Career schools: Necessity of educational flexibility (2)

The necessity of career colleges is crucial to development of the socio-economy of any country, especially the developing ones, like ours, because career colleges provide students with options based on not only “what they learn” but “how they learn”. In my opinion, one of the sectors of millennium development is to refocus and re channel resources back to energising and supporting educational forums and effort that will dramatically and successfully increase students’ interest in education, which will in turn increase enrollments and academic achievements.

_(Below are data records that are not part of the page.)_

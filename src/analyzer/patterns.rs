// Copyright (c) 2026 Bountyy Oy. All rights reserved.
// This software is proprietary and confidential.

/**
 * Bountyy Oy - Risky JavaScript Pattern Scanner
 * Line-by-line regex scan for dangerous client-side constructs
 *
 * @copyright 2026 Bountyy Oy
 * @license Proprietary - Enterprise Edition
 */

use once_cell::sync::Lazy;
use regex::Regex;

use crate::types::{Finding, FindingType, Severity};

static EVAL_REGEX: Lazy<Regex> =
    Lazy::new(|| Regex::new(r"\beval\s*\(").expect("Invalid EVAL_REGEX"));

static HARDCODED_TOKEN_REGEX: Lazy<Regex> = Lazy::new(|| {
    Regex::new(r#"(?i)(?:token|key|secret|password)\s*[:=]\s*['"][A-Za-z0-9+/]{20,}['"]"#)
        .expect("Invalid HARDCODED_TOKEN_REGEX")
});

static DYNAMIC_IMPORT_REGEX: Lazy<Regex> =
    Lazy::new(|| Regex::new(r"\bimport\s*\(").expect("Invalid DYNAMIC_IMPORT_REGEX"));

static WEBASSEMBLY_REGEX: Lazy<Regex> =
    Lazy::new(|| Regex::new(r"WebAssembly\.instantiate").expect("Invalid WEBASSEMBLY_REGEX"));

static DOM_SINK_ASSIGN_REGEX: Lazy<Regex> =
    Lazy::new(|| Regex::new(r"(innerHTML|outerHTML)\s*=").expect("Invalid DOM_SINK_ASSIGN_REGEX"));

static INSERT_ADJACENT_REGEX: Lazy<Regex> =
    Lazy::new(|| Regex::new(r"insertAdjacentHTML\s*\(").expect("Invalid INSERT_ADJACENT_REGEX"));

static DOCUMENT_WRITE_REGEX: Lazy<Regex> =
    Lazy::new(|| Regex::new(r"document\.write(?:ln)?\s*\(").expect("Invalid DOCUMENT_WRITE_REGEX"));

/// One pattern match with its evidence line.
#[derive(Debug, Clone, PartialEq)]
pub struct PatternHit {
    pub finding_type: FindingType,
    pub severity: Severity,
    /// 1-based line number of the match.
    pub line: usize,
    /// The matching source line, trimmed.
    pub evidence: String,
}

fn title_for(finding_type: FindingType) -> &'static str {
    match finding_type {
        FindingType::EvalUsage => "eval() usage detected",
        FindingType::HardcodedToken => "Hardcoded credential detected",
        FindingType::DynamicImport => "Dynamic import() detected",
        FindingType::Webassembly => "WebAssembly instantiation detected",
        FindingType::DomXssSink => "DOM XSS sink usage detected",
        _ => "Risky JavaScript pattern detected",
    }
}

fn description_for(finding_type: FindingType) -> &'static str {
    match finding_type {
        FindingType::EvalUsage => {
            "Script evaluates strings as code with eval(), which enables code injection \
             when any part of the input is attacker-influenced."
        }
        FindingType::HardcodedToken => {
            "Script contains what appears to be a hardcoded token, key or password. \
             Credentials shipped to the client are public."
        }
        FindingType::DynamicImport => {
            "Script loads additional modules at runtime with import(). Dynamically \
             resolved module URLs widen the supply-chain surface."
        }
        FindingType::Webassembly => {
            "Script instantiates WebAssembly modules at runtime; the module bytes are \
             not inspected by this scan."
        }
        FindingType::DomXssSink => {
            "Script writes into a DOM XSS sink (innerHTML/outerHTML/insertAdjacentHTML/\
             document.write). Unsanitized input reaching this sink executes as markup."
        }
        _ => "A risky JavaScript construct was observed.",
    }
}

/// Scan script content line by line and report every risky-pattern match.
///
/// Deterministic: hits are ordered by line number, then by pattern table order
/// within the line.
pub fn detect_risky_patterns(content: &str) -> Vec<PatternHit> {
    let mut hits = Vec::new();

    for (idx, line) in content.lines().enumerate() {
        let line_no = idx + 1;
        let trimmed = line.trim();

        let checks: [(&Lazy<Regex>, FindingType, Severity); 7] = [
            (&EVAL_REGEX, FindingType::EvalUsage, Severity::High),
            (
                &HARDCODED_TOKEN_REGEX,
                FindingType::HardcodedToken,
                Severity::Critical,
            ),
            (
                &DYNAMIC_IMPORT_REGEX,
                FindingType::DynamicImport,
                Severity::Moderate,
            ),
            (
                &WEBASSEMBLY_REGEX,
                FindingType::Webassembly,
                Severity::Moderate,
            ),
            (&DOM_SINK_ASSIGN_REGEX, FindingType::DomXssSink, Severity::High),
            (&INSERT_ADJACENT_REGEX, FindingType::DomXssSink, Severity::High),
            (&DOCUMENT_WRITE_REGEX, FindingType::DomXssSink, Severity::High),
        ];

        for (regex, finding_type, severity) in checks {
            if regex.is_match(line) {
                hits.push(PatternHit {
                    finding_type,
                    severity,
                    line: line_no,
                    evidence: trimmed.to_string(),
                });
            }
        }
    }

    hits
}

/// Materialize findings from pattern hits for one script location.
pub fn findings_from_pattern_hits(
    scan_id: &str,
    location: &str,
    hits: &[PatternHit],
) -> Vec<Finding> {
    hits.iter()
        .map(|hit| {
            Finding::new(
                scan_id,
                hit.finding_type,
                title_for(hit.finding_type),
                description_for(hit.finding_type),
                hit.severity,
                location,
                Some(format!("line {}: {}", hit.line, hit.evidence)),
            )
        })
        .collect()
}

#[cfg(test)]
mod tests {
    use super::*;

    #[test]
    fn test_eval_detection() {
        let hits = detect_risky_patterns("var x = 1;\neval(userInput);\n");
        assert_eq!(hits.len(), 1);
        assert_eq!(hits[0].finding_type, FindingType::EvalUsage);
        assert_eq!(hits[0].severity, Severity::High);
        assert_eq!(hits[0].line, 2);
        assert_eq!(hits[0].evidence, "eval(userInput);");
    }

    #[test]
    fn test_eval_word_boundary() {
        let hits = detect_risky_patterns("medieval(castle);");
        assert!(hits.is_empty());
    }

    #[test]
    fn test_hardcoded_token() {
        let js = r#"const apiKey = "AbCdEfGhIjKlMnOpQrStUvWxYz012345";"#;
        let hits = detect_risky_patterns(js);
        assert_eq!(hits.len(), 1);
        assert_eq!(hits[0].finding_type, FindingType::HardcodedToken);
        assert_eq!(hits[0].severity, Severity::Critical);
    }

    #[test]
    fn test_short_values_not_flagged_as_tokens() {
        let hits = detect_risky_patterns(r#"var token = "abc123";"#);
        assert!(!hits
            .iter()
            .any(|h| h.finding_type == FindingType::HardcodedToken));
    }

    #[test]
    fn test_dynamic_import_and_wasm() {
        let js = "import('./chunk.js');\nWebAssembly.instantiate(bytes);";
        let hits = detect_risky_patterns(js);
        assert_eq!(hits.len(), 2);
        assert_eq!(hits[0].finding_type, FindingType::DynamicImport);
        assert_eq!(hits[0].severity, Severity::Moderate);
        assert_eq!(hits[1].finding_type, FindingType::Webassembly);
    }

    #[test]
    fn test_dom_sinks() {
        let js = "el.innerHTML = data;\nel.insertAdjacentHTML('beforeend', x);\ndocument.writeln(y);";
        let hits = detect_risky_patterns(js);
        assert_eq!(hits.len(), 3);
        assert!(hits.iter().all(|h| h.finding_type == FindingType::DomXssSink));
        assert!(hits.iter().all(|h| h.severity == Severity::High));
    }

    #[test]
    fn test_determinism() {
        let js = "eval(a);\nel.innerHTML = b;\nimport('./m.js');";
        let first = detect_risky_patterns(js);
        let second = detect_risky_patterns(js);
        assert_eq!(first, second);
    }

    #[test]
    fn test_findings_carry_line_evidence() {
        let hits = detect_risky_patterns("  eval(x); ");
        let findings = findings_from_pattern_hits("scan-1", "inline-script#0", &hits);
        assert_eq!(findings.len(), 1);
        assert_eq!(findings[0].location, "inline-script#0");
        assert_eq!(
            findings[0].evidence.as_deref(),
            Some("line 1: eval(x);")
        );
    }
}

Necessity of career colleges is crucial to development of the socio-economy of any country
Necessity of career colleges is crucial to development of the socio-economy of any country

In my opinion, to begin tackling the problem of retaining students in both traditional schools and career colleges, we need to review, ask and proceed to answer two simple questions…. “Why are they not coming?” and when they come “Why don’t they stay?” why is there a high dropout rate before completing school. There are numerous reasons, including the difficulty of getting to school, the cost of schooling, class room engagement, keeping students interested, some kind of hope for future utilisation of knowledge acquired, etc. Even when tuition is free, there are often other expenses necessary for general welfare, such as lunch, projects, uniforms, examination fees, etc. And because the quality of education in developing areas, like ours is often poor, parents are forced to pay for additional tutoring to enable their children to pass tests (that is if they can afford it). Opportunity costs may be even larger – while they are in school, children forego opportunities to produce income working on the family farm or selling in the marketplace. It is not surprising that when education investments do not result in adequate learning, or even basic literacy and numeracy or even any future hope of doing something tangible with the proposed knowledge, parents do not keep their children in school.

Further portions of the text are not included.